◆ **Exercise**
Whenever the word "SELECT" shows up in a line of the data, copy that line.
========================
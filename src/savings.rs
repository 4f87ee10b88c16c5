use chrono::{Datelike, Months, NaiveDate};
use rusqlite::{Connection, OptionalExtension};
use serde::Serialize;

use crate::accounts::find_account_id;
use crate::error::{parse_iso_date, BookError, Result};

#[derive(Debug, Clone, Copy, PartialEq, Eq, Serialize)]
pub enum SavingsStatus {
    Reached,
    OnTrack,
    Behind,
}

impl SavingsStatus {
    pub fn label(&self) -> &'static str {
        match self {
            Self::Reached => "reached",
            Self::OnTrack => "on track",
            Self::Behind => "behind",
        }
    }
}

#[derive(Debug, Clone, Serialize)]
pub struct SavingsProgress {
    pub id: i64,
    pub name: String,
    pub account: String,
    pub target_amount: f64,
    pub monthly_amount: f64,
    pub saved: f64,
    pub expected: f64,
    pub remaining: f64,
    pub percent: f64,
    pub status: SavingsStatus,
    pub target_date: Option<String>,
    pub projected_completion: Option<NaiveDate>,
}

pub struct NewSavingsPlan<'a> {
    pub name: &'a str,
    pub account: &'a str,
    pub target_amount: f64,
    pub monthly_amount: f64,
    pub start_date: &'a str,
    pub target_date: Option<&'a str>,
}

pub fn add_plan(conn: &Connection, plan: &NewSavingsPlan) -> Result<i64> {
    let account_id = find_account_id(conn, plan.account)?;
    let start = parse_iso_date(plan.start_date)?;
    if let Some(target) = plan.target_date {
        if parse_iso_date(target)? < start {
            return Err(BookError::InvalidDate(format!(
                "target date {target} is before start date {}",
                plan.start_date
            )));
        }
    }
    if plan.target_amount <= 0.0 || plan.monthly_amount < 0.0 {
        return Err(BookError::InvalidInput(
            "target must be positive and the monthly amount must not be negative".into(),
        ));
    }
    conn.execute(
        "INSERT INTO savings_plans (name, account_id, target_amount, monthly_amount, start_date, target_date) \
         VALUES (?1, ?2, ?3, ?4, ?5, ?6)",
        rusqlite::params![
            plan.name,
            account_id,
            plan.target_amount,
            plan.monthly_amount,
            plan.start_date,
            plan.target_date,
        ],
    )?;
    Ok(conn.last_insert_rowid())
}

pub fn resolve_plan(conn: &Connection, name: Option<&str>) -> Result<Option<i64>> {
    let Some(name) = name else {
        return Ok(None);
    };
    conn.query_row("SELECT id FROM savings_plans WHERE name = ?1", [name], |row| row.get(0))
        .optional()?
        .map(Some)
        .ok_or_else(|| BookError::UnknownSavingsPlan(name.to_string()))
}

/// Calendar months from `start` through `today`, counting both ends.
fn months_elapsed(start: NaiveDate, today: NaiveDate) -> u32 {
    if today < start {
        return 0;
    }
    let diff = (today.year() - start.year()) * 12 + today.month() as i32 - start.month() as i32;
    diff as u32 + 1
}

pub fn plan_progress(conn: &Connection, today: NaiveDate) -> Result<Vec<SavingsProgress>> {
    let mut stmt = conn.prepare(
        "SELECT sp.id, sp.name, a.name, sp.target_amount, sp.monthly_amount, sp.start_date, \
                sp.target_date, COALESCE(SUM(p.amount), 0) \
         FROM savings_plans sp \
         JOIN accounts a ON sp.account_id = a.id \
         LEFT JOIN postings p ON p.savings_plan_id = sp.id \
         WHERE sp.is_active = 1 \
         GROUP BY sp.id ORDER BY sp.name",
    )?;
    let raw: Vec<(i64, String, String, f64, f64, String, Option<String>, f64)> = stmt
        .query_map([], |row| {
            Ok((
                row.get(0)?,
                row.get(1)?,
                row.get(2)?,
                row.get(3)?,
                row.get(4)?,
                row.get(5)?,
                row.get(6)?,
                row.get(7)?,
            ))
        })?
        .collect::<std::result::Result<Vec<_>, _>>()?;

    let mut result = Vec::with_capacity(raw.len());
    for (id, name, account, target, monthly, start, target_date, saved) in raw {
        let start = parse_iso_date(&start)?;
        let expected = (monthly * months_elapsed(start, today) as f64).min(target);
        let remaining = (target - saved).max(0.0);
        let status = if saved >= target {
            SavingsStatus::Reached
        } else if saved >= expected {
            SavingsStatus::OnTrack
        } else {
            SavingsStatus::Behind
        };
        let projected_completion = if remaining > 0.0 && monthly > 0.0 {
            let months = (remaining / monthly).ceil() as u32;
            today.checked_add_months(Months::new(months))
        } else {
            None
        };
        result.push(SavingsProgress {
            id,
            name,
            account,
            target_amount: target,
            monthly_amount: monthly,
            saved,
            expected,
            remaining,
            percent: if target > 0.0 { saved / target * 100.0 } else { 0.0 },
            status,
            target_date,
            projected_completion,
        });
    }
    Ok(result)
}

#[cfg(test)]
mod tests {
    use super::*;
    use crate::db::test_db;

    fn date(s: &str) -> NaiveDate {
        parse_iso_date(s).unwrap()
    }

    fn setup(conn: &Connection) -> i64 {
        conn.execute(
            "INSERT INTO accounts (name, account_type) VALUES ('Tagesgeld', 'savings')",
            [],
        )
        .unwrap();
        add_plan(
            conn,
            &NewSavingsPlan {
                name: "Emergency fund",
                account: "Tagesgeld",
                target_amount: 1200.0,
                monthly_amount: 100.0,
                start_date: "2025-01-15",
                target_date: Some("2025-12-31"),
            },
        )
        .unwrap()
    }

    fn deposit(conn: &Connection, plan_id: i64, date: &str, amount: f64) {
        conn.execute(
            "INSERT INTO postings (account_id, booking_date, valuta_date, amount, description, savings_plan_id) \
             VALUES (1, ?1, ?1, ?2, 'Deposit', ?3)",
            rusqlite::params![date, amount, plan_id],
        )
        .unwrap();
    }

    #[test]
    fn test_months_elapsed() {
        assert_eq!(months_elapsed(date("2025-01-15"), date("2025-01-01")), 0);
        assert_eq!(months_elapsed(date("2025-01-15"), date("2025-01-20")), 1);
        assert_eq!(months_elapsed(date("2025-01-15"), date("2025-04-01")), 4);
        assert_eq!(months_elapsed(date("2024-11-30"), date("2025-02-01")), 4);
    }

    #[test]
    fn test_on_track_and_projection() {
        let (_dir, conn) = test_db();
        let id = setup(&conn);
        deposit(&conn, id, "2025-01-20", 100.0);
        deposit(&conn, id, "2025-02-20", 100.0);
        deposit(&conn, id, "2025-03-20", 150.0);
        let progress = plan_progress(&conn, date("2025-03-25")).unwrap();
        let p = &progress[0];
        assert_eq!(p.saved, 350.0);
        assert_eq!(p.expected, 300.0);
        assert_eq!(p.remaining, 850.0);
        assert_eq!(p.status, SavingsStatus::OnTrack);
        // 850 / 100 -> 9 more months
        assert_eq!(p.projected_completion, Some(date("2025-12-25")));
    }

    #[test]
    fn test_behind_and_reached() {
        let (_dir, conn) = test_db();
        let id = setup(&conn);
        deposit(&conn, id, "2025-01-20", 50.0);
        let p = &plan_progress(&conn, date("2025-03-01")).unwrap()[0];
        assert_eq!(p.status, SavingsStatus::Behind);

        deposit(&conn, id, "2025-03-02", 1200.0);
        let p = &plan_progress(&conn, date("2025-03-05")).unwrap()[0];
        assert_eq!(p.status, SavingsStatus::Reached);
        assert_eq!(p.remaining, 0.0);
        assert!(p.projected_completion.is_none());
    }

    #[test]
    fn test_rejects_target_before_start() {
        let (_dir, conn) = test_db();
        conn.execute(
            "INSERT INTO accounts (name, account_type) VALUES ('Tagesgeld', 'savings')",
            [],
        )
        .unwrap();
        let err = add_plan(
            &conn,
            &NewSavingsPlan {
                name: "Bad",
                account: "Tagesgeld",
                target_amount: 10.0,
                monthly_amount: 1.0,
                start_date: "2025-06-01",
                target_date: Some("2025-01-01"),
            },
        )
        .unwrap_err();
        assert!(matches!(err, BookError::InvalidDate(_)));
    }
}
========================
◆ **Answer box**
    conn.query_row("SELECT id FROM savings_plans WHERE name = ?1", [name], |row| row.get(0))
        "SELECT sp.id, sp.name, a.name, sp.target_amount, sp.monthly_amount, sp.start_date, \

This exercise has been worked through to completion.